Exercise description:
Only lines with the string "commands" should be returned from the data below.

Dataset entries
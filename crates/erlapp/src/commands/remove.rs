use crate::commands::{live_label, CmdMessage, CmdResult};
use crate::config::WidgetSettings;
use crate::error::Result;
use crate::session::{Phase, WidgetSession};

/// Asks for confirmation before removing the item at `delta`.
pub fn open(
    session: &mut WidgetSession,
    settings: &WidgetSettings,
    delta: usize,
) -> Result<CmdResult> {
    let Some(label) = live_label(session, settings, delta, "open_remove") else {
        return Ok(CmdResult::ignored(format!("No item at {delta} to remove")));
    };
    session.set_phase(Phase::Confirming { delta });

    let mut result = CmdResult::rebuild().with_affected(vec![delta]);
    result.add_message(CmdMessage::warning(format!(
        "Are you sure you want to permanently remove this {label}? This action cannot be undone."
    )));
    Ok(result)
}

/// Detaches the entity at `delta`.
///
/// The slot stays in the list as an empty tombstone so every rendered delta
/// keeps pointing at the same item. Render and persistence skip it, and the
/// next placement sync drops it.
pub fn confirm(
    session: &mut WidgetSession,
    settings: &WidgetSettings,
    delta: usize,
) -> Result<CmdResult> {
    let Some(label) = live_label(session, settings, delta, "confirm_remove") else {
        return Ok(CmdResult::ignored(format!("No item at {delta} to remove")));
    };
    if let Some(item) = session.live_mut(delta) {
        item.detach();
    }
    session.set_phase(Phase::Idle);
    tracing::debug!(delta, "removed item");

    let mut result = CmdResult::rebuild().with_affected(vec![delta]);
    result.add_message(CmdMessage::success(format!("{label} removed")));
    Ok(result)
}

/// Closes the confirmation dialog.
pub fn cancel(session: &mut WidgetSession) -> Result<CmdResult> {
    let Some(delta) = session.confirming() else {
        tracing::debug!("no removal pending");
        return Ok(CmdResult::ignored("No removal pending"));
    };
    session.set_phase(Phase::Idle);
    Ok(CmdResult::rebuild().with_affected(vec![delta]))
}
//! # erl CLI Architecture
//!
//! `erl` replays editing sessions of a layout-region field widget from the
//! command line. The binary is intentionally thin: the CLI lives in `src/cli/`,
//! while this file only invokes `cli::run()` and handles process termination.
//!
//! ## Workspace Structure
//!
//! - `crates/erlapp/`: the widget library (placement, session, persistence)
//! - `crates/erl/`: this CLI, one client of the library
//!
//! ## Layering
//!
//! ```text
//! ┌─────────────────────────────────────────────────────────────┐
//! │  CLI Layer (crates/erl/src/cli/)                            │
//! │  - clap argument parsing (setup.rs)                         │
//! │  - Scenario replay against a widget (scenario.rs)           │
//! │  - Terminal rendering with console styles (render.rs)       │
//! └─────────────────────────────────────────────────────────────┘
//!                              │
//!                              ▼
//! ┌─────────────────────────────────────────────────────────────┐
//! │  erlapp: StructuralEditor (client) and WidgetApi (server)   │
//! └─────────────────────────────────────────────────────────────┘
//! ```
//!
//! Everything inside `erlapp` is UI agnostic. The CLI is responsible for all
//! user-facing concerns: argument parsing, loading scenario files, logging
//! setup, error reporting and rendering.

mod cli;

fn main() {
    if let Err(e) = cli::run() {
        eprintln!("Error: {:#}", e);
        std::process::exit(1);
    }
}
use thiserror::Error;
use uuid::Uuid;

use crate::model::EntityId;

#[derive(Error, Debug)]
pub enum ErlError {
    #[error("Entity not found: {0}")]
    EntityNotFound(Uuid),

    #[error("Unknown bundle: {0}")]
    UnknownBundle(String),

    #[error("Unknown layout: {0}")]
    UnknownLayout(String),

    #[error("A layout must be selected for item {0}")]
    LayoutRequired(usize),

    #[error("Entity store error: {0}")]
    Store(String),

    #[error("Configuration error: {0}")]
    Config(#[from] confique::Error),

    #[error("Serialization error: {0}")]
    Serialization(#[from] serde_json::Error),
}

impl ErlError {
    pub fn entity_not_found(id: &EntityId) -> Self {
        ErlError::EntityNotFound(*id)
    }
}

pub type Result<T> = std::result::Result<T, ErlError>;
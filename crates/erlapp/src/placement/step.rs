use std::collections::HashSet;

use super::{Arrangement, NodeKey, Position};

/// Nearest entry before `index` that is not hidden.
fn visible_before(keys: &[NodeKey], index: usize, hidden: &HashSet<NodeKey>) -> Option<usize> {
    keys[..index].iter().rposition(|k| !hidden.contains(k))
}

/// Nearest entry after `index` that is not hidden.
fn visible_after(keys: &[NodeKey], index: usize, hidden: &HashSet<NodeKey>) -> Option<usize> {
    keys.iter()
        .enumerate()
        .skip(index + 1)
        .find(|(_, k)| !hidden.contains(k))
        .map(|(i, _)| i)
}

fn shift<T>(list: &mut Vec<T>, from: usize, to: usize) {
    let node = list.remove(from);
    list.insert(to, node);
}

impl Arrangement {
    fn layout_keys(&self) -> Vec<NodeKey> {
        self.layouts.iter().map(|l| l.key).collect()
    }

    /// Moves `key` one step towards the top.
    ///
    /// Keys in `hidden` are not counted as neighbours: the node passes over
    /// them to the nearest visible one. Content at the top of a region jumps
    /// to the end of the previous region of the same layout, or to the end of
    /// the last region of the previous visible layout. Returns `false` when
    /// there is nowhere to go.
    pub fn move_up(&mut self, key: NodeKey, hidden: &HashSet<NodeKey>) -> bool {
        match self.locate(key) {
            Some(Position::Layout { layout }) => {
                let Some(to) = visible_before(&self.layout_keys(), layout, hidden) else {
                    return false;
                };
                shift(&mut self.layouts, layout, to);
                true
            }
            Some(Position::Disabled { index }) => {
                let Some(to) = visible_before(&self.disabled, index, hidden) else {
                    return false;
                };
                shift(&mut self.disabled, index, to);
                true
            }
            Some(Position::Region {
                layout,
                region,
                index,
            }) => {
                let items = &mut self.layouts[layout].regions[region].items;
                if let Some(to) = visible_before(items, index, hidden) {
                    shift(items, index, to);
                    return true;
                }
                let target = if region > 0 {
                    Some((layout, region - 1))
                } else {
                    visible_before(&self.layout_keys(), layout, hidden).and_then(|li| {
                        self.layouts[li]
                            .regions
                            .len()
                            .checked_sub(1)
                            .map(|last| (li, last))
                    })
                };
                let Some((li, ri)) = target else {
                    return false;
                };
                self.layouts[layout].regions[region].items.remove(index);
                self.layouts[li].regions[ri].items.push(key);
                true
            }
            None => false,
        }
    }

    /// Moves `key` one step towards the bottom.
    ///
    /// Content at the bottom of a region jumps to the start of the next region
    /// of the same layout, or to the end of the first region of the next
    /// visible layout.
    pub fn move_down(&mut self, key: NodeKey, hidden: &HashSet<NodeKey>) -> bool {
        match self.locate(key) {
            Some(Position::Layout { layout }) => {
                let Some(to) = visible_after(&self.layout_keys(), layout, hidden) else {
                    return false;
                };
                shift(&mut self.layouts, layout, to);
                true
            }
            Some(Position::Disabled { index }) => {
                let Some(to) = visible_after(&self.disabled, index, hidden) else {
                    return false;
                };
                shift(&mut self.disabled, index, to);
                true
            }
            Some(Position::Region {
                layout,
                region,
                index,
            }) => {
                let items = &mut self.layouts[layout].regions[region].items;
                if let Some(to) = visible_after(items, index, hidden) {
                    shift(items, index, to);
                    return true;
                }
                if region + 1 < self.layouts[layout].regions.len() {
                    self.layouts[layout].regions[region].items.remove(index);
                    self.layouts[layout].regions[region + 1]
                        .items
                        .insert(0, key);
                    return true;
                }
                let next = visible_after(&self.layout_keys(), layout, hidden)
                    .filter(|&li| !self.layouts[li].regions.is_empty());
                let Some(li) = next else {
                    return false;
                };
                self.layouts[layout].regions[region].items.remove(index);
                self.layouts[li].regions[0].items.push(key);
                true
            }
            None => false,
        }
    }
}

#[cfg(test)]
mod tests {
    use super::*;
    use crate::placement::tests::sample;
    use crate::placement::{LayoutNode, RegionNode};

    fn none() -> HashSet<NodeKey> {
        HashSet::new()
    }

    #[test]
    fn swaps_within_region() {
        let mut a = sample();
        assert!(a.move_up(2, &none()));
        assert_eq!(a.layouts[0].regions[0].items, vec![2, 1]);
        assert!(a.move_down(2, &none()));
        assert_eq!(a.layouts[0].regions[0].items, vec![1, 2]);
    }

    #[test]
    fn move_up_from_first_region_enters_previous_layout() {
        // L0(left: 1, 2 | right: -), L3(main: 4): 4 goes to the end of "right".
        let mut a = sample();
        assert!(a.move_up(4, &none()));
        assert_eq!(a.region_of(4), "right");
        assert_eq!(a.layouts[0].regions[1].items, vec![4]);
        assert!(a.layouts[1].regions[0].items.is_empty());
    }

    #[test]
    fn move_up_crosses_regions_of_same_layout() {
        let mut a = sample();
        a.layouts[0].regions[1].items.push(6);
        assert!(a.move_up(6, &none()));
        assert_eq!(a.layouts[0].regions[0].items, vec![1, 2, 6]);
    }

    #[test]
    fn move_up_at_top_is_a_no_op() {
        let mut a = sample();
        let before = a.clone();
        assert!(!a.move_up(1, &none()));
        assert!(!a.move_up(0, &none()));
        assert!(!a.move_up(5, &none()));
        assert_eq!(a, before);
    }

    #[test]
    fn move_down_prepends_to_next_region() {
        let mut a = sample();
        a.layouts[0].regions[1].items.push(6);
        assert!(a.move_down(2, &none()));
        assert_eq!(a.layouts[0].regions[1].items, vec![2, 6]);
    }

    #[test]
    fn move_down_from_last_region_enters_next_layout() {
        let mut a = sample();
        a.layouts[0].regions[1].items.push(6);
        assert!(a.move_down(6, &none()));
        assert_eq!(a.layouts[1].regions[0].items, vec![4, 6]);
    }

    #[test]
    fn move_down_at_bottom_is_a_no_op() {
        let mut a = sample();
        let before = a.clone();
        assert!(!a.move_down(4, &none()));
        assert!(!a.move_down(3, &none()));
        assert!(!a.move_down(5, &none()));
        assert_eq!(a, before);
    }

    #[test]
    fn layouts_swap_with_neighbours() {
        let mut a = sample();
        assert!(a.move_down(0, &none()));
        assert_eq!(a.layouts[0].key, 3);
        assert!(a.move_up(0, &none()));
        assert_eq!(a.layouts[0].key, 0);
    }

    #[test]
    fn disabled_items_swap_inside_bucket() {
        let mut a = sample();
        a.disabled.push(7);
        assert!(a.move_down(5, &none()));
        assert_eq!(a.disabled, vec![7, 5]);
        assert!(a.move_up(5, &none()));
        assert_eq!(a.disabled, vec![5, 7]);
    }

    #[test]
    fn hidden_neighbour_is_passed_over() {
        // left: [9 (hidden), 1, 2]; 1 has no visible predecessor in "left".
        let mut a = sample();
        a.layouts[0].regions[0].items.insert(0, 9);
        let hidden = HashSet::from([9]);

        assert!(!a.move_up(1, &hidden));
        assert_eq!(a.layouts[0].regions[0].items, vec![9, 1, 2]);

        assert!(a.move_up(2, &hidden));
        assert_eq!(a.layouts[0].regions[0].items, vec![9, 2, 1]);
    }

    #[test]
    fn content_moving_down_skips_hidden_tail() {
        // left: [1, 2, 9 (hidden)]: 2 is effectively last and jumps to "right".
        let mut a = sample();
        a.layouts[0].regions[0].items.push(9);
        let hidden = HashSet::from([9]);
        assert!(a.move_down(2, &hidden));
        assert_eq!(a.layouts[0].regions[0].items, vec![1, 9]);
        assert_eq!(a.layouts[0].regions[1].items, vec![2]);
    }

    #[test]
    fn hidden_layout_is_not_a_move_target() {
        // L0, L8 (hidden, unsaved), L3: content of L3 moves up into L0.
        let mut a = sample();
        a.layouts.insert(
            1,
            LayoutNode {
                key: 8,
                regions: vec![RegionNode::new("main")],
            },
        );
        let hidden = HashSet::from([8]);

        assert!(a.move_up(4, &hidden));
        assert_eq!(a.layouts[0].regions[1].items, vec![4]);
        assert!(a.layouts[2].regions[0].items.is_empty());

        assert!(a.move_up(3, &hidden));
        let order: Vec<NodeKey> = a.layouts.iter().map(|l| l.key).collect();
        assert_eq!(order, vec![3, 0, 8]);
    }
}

Problem solution:
filename crates/erlapp/src/commands/remove.rs
use crate::commands::{live_label, CmdMessage, CmdResult};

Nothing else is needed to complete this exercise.